Mueller report will be delivered by ‘mid-April, if not sooner,’ attorney general tells Congress
Special counsel Robert S. Mueller III’s report detailing his investigation of President Trump and Russia’s election interference will be delivered to Congress by mid-April, Atty. Gen. William P. Barr said Friday in a letter to lawmakers offering important new details about how the document will be edited before its public release.
“Everyone will soon be able to read it on their own,” Barr wrote.
Barr’s new letter lays out a timeline for the next steps of the hotly debated process by which Justice Department officials are sharing the nearly 400-page report.
In the letter, Bar said he does not plan to submit the report to the White House for review.
“Although the president would have the right to assert privilege over certain parts of the report, he has stated publicly that he intends to defer to me and, accordingly, there are no plans to submit the report to the White House for a privilege review,” Barr wrote.
Mueller delivered his conclusions to senior leaders at the department last week. After reviewing the report, the attorney general sent a four-page letter to Congress on Sunday, saying that Mueller “did not find that the Trump campaign or anyone associated with it conspired or coordinated with Russia in its efforts to influence the 2016 U.S. presidential election.”

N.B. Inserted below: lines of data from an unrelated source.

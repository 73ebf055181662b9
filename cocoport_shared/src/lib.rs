mod path_utils;

pub use path_utils::*;

pub use chrono;
pub use indoc;
pub use log;
pub use once_cell;
pub use parking_lot;
pub use pathdiff;
pub use thiserror;
pub use uuid;
pub use walkdir;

Barr’s Sunday letter also said the special counsel withheld judgment on whether Trump tried to obstruct justice during the investigation.

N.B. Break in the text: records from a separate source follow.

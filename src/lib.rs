// 该文件是 Wenfeng （文风） 项目的一部分。
// src/lib.rs - 库主文件
//
// 本文件根据 Apache 许可证第 2.0 版（以下简称“许可证”）授权使用；
// 除非遵守该许可证条款，否则您不得使用本文件。
// 您可通过以下网址获取许可证副本：
// http://www.apache.org/licenses/LICENSE-2.0
// 除非适用法律要求或书面同意，根据本许可协议分发的软件均按“原样”提供，
// 不附带任何形式的明示或暗示的保证或条件。
// 有关许可权限与限制的具体条款，请参阅本许可协议。
//
// Copyright (C) 2026 Johann Li <me@qinka.pro>, Wareless Group

pub mod analyzer;
pub mod convert;
pub mod frame;
pub mod input;
pub mod model;
pub mod output;
pub mod task;

pub trait FromUrl {
  type Error;
  fn from_url(url: &url::Url) -> Result<Self, Self::Error>
  where
    Self: Sized;
}

pub trait FromUrlWithScheme: FromUrl {
  const SCHEME: &'static str;
}
// 该文件是 Wenfeng （文风） 项目的一部分。
// src/bin/simple_camera.rs - 摄像头连续分类代码
//
// 本文件根据 Apache 许可证第 2.0 版（以下简称“许可证”）授权使用；
// 除非遵守该许可证条款，否则您不得使用本文件。
// 您可通过以下网址获取许可证副本：
// http://www.apache.org/licenses/LICENSE-2.0
// 除非适用法律要求或书面同意，根据本许可协议分发的软件均按“原样”提供，
// 不附带任何形式的明示或暗示的保证或条件。
// 有关许可权限与限制的具体条款，请参阅本许可协议。
//
// Copyright (C) 2026 Johann Li <me@qinka.pro>, Wareless Group

use anyhow::Result;
use clap::Parser;
use url::Url;

use tracing::info;
use wenfeng::{
  FromUrl,
  analyzer::FrameAnalyzer,
  task::{ContinuousTask, Task},
};

/// Wenfeng 项目参数配置
#[derive(Parser, Debug)]
#[command(author, version, about, long_about = None)]
pub struct Args {
  /// 分类模型路径
  #[arg(long, value_name = "MODEL")]
  pub model: Url,
  /// 输入来源
  #[arg(long, value_name = "SOURCE")]
  pub input: Url,
  /// 输出路径
  #[arg(long, value_name = "OUTPUT")]
  pub output: Url,
  /// 处理帧数上限，缺省时持续运行
  #[arg(long, value_name = "NUMBER")]
  pub frame_number: Option<usize>,
}

fn main() -> Result<()> {
  tracing_subscriber::fmt::init();

  let args = Args::parse();

  info!("模型文件路径: {}", args.model);
  info!("输入来源: {}", args.input);
  info!("输出路径: {}", args.output);

  let input = wenfeng::input::InputWrapper::from_url(&args.input)?;
  let model = wenfeng::model::ModelWrapper::from_url(&args.model)?;
  let output = wenfeng::output::OutputWrapper::from_url(&args.output)?;

  ContinuousTask::default()
    .with_frame_number(args.frame_number)
    .run_task(input, FrameAnalyzer::new(model), output)?;

  Ok(())
}
// 该文件是 Wenfeng （文风） 项目的一部分。
// src/bin/simple_oneshot.rs - 单帧分类代码
//
// 本文件根据 Apache 许可证第 2.0 版（以下简称“许可证”）授权使用；
// 除非遵守该许可证条款，否则您不得使用本文件。
// 您可通过以下网址获取许可证副本：
// http://www.apache.org/licenses/LICENSE-2.0
// 除非适用法律要求或书面同意，根据本许可协议分发的软件均按“原样”提供，
// 不附带任何形式的明示或暗示的保证或条件。
// 有关许可权限与限制的具体条款，请参阅本许可协议。
//
// Copyright (C) 2026 Johann Li <me@qinka.pro>, Wareless Group

use anyhow::Result;
use clap::Parser;
use url::Url;

use tracing::info;
use wenfeng::{
  FromUrl,
  analyzer::FrameAnalyzer,
  task::{OneShotTask, Task},
};

/// Wenfeng 项目参数配置
#[derive(Parser, Debug)]
#[command(author, version, about, long_about = None)]
pub struct Args {
  /// 分类模型路径
  #[arg(long, value_name = "MODEL")]
  pub model: Url,
  /// 输入来源
  #[arg(long, value_name = "SOURCE")]
  pub input: Url,
  /// 输出路径
  #[arg(long, value_name = "OUTPUT")]
  pub output: Url,
}

fn main() -> Result<()> {
  tracing_subscriber::fmt::init();

  let args = Args::parse();

  info!("模型文件路径: {}", args.model);
  info!("输入来源: {}", args.input);
  info!("输出路径: {}", args.output);

  let input = wenfeng::input::InputWrapper::from_url(&args.input)?;
  let model = wenfeng::model::ModelWrapper::from_url(&args.model)?;
  let output = wenfeng::output::OutputWrapper::from_url(&args.output)?;

  OneShotTask.run_task(input, FrameAnalyzer::new(model), output)?;

  Ok(())
}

“The Special Counsel ... did not draw a conclusion — one way or the other — as to whether the examined conduct constituted obstruction,” Barr wrote in his letter last week describing Mueller’s report. “The Special Counsel states that ‘while this report does not conclude that the President committed a crime, it also does not exonerate him’.”
Since that Sunday letter, Democrats have demanded to see Mueller’s full report immediately — and they have threatened to issue a subpoena for the document if they don’t get it by Tuesday.

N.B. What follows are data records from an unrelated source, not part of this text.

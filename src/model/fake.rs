// 该文件是 Wenfeng （文风） 项目的一部分。
// src/model/fake.rs - 伪模型
//
// 本文件根据 Apache 许可证第 2.0 版（以下简称“许可证”）授权使用；
// 除非遵守该许可证条款，否则您不得使用本文件。
// 您可通过以下网址获取许可证副本：
// http://www.apache.org/licenses/LICENSE-2.0
// 除非适用法律要求或书面同意，根据本许可协议分发的软件均按“原样”提供，
// 不附带任何形式的明示或暗示的保证或条件。
// 有关许可权限与限制的具体条款，请参阅本许可协议。
//
// Copyright (C) 2026 Johann Li <me@qinka.pro>, Wareless Group

use std::sync::Arc;
use std::sync::atomic::{AtomicUsize, Ordering};

use thiserror::Error;
use url::Url;

use crate::{
  FromUrl, FromUrlWithScheme,
  model::{DOC_CLASS_NUM, InputTensor, Model, Scores},
};

/// 返回固定得分的伪模型，用于测试与无硬件演示
///
/// URL 形如 `fake:?scores=0.1,0.7,0.2`，可加 `fail` 参数模拟推理失败。
#[derive(Clone)]
pub struct FakeModel {
  scores: Scores,
  fail: bool,
  calls: Arc<AtomicUsize>,
}

#[derive(Error, Debug)]
pub enum FakeModelError {
  #[error("模型路径错误: {0}")]
  ModelPathError(String),
  #[error("得分参数错误: {0}")]
  ScoreParamError(String),
  #[error("模拟推理失败")]
  SimulatedFailure,
}

const FAKE_SCHEME: &str = "fake";

impl FromUrl for FakeModel {
  type Error = FakeModelError;

  fn from_url(url: &Url) -> Result<Self, Self::Error> {
    if url.scheme() != FAKE_SCHEME {
      return Err(FakeModelError::ModelPathError(format!(
        "模型路径必须使用 {} 方案",
        FAKE_SCHEME
      )));
    }

    let mut model = FakeModel::with_scores([0.0; DOC_CLASS_NUM]);
    for (key, value) in url.query_pairs() {
      match key.as_ref() {
        "scores" => {
          let parsed: Result<Vec<f32>, _> = value.split(',').map(str::parse::<f32>).collect();
          let parsed =
            parsed.map_err(|e| FakeModelError::ScoreParamError(format!("{}: {}", value, e)))?;
          if parsed.len() != DOC_CLASS_NUM {
            return Err(FakeModelError::ScoreParamError(format!(
              "需要 {} 个得分, 实际 {} 个",
              DOC_CLASS_NUM,
              parsed.len()
            )));
          }
          model.scores.copy_from_slice(&parsed);
        }
        "fail" => {
          model.fail = true;
        }
        _ => {}
      }
    }
    Ok(model)
  }
}

impl FromUrlWithScheme for FakeModel {
  const SCHEME: &'static str = FAKE_SCHEME;
}

impl FakeModel {
  pub fn with_scores(scores: Scores) -> Self {
    Self {
      scores,
      fail: false,
      calls: Arc::new(AtomicUsize::new(0)),
    }
  }

  pub fn failing() -> Self {
    Self {
      fail: true,
      ..Self::with_scores([0.0; DOC_CLASS_NUM])
    }
  }

  /// 推理已被调用的次数（跨克隆共享）
  pub fn calls(&self) -> usize {
    self.calls.load(Ordering::SeqCst)
  }
}

impl Model for FakeModel {
  type Input = InputTensor;
  type Output = Scores;
  type Error = FakeModelError;

  fn infer(&self, _input: &Self::Input) -> Result<Self::Output, Self::Error> {
    self.calls.fetch_add(1, Ordering::SeqCst);
    if self.fail {
      return Err(FakeModelError::SimulatedFailure);
    }
    Ok(self.scores)
  }
}

#[cfg(test)]
mod tests {
  use super::*;

  fn dummy_input() -> InputTensor {
    ndarray::Array4::zeros((1, 2, 2, 3))
  }

  #[test]
  fn parses_scores_from_url() {
    let url = Url::parse("fake:?scores=0.1,0.7,0.2").unwrap();
    let model = FakeModel::from_url(&url).unwrap();
    let scores = model.infer(&dummy_input()).unwrap();
    assert_eq!(scores, [0.1, 0.7, 0.2]);
  }

  #[test]
  fn rejects_wrong_score_count() {
    let url = Url::parse("fake:?scores=0.1,0.7").unwrap();
    assert!(matches!(
      FakeModel::from_url(&url),
      Err(FakeModelError::ScoreParamError(_))
    ));
  }

  #[test]
  fn fail_flag_simulates_inference_failure() {
    let url = Url::parse("fake:?fail").unwrap();
    let model = FakeModel::from_url(&url).unwrap();
    assert!(matches!(
      model.infer(&dummy_input()),
      Err(FakeModelError::SimulatedFailure)
    ));
    assert_eq!(model.calls(), 1);
  }

  #[test]
  fn call_counter_is_shared_across_clones() {
    let model = FakeModel::with_scores([0.5, 0.5, 0.5]);
    let probe = model.clone();
    model.infer(&dummy_input()).unwrap();
    model.infer(&dummy_input()).unwrap();
    assert_eq!(probe.calls(), 2);
  }
}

In the Friday letter, Barr said he would also redact any information that could “potentially compromise sources and methods” of intelligence collection, and any information that would “unduly infringe on the personal privacy and reputational interests of peripheral third parties.”
Mueller’s report marked the end of his 22-month investigation into Russia’s interference in the 2016 election and possible coordination with any Trump associates. After Barr issued his summary Sunday, the president called it a “total exoneration.”
Devlin Barrett writes for the Washington Post.